--- START ---

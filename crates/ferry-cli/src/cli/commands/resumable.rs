//! `ferry resumable` – checkpoints left by interrupted transfers.

use std::path::Path;

use anyhow::Result;
use ferry_core::checkpoint::ResumeCoordinator;

use super::mib;

pub async fn run_resumable(state_dir: &Path) -> Result<()> {
    let checkpoints = ResumeCoordinator::new(state_dir).list_resumable().await?;
    if checkpoints.is_empty() {
        println!("No interrupted transfers.");
        return Ok(());
    }
    println!("{:<36} {:>10} {:>10}  {}", "ID", "DONE MiB", "TOTAL MiB", "DESTINATION");
    for cp in checkpoints {
        let total = if cp.bytes_total > 0 {
            format!("{:.1}", mib(cp.bytes_total))
        } else {
            "-".to_string()
        };
        println!(
            "{:<36} {:>10.1} {:>10}  {}",
            cp.job_id,
            mib(cp.bytes_confirmed),
            total,
            cp.destination_path.display()
        );
    }
    println!("Continue with `ferry recover [ID...]`.");
    Ok(())
}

--- END ---

Search the preceding listing for the word "ResumeCoordinator" and pull out every line that holds it.

use ferry_core::checkpoint::ResumeCoordinator;
    let checkpoints = ResumeCoordinator::new(state_dir).list_resumable().await?;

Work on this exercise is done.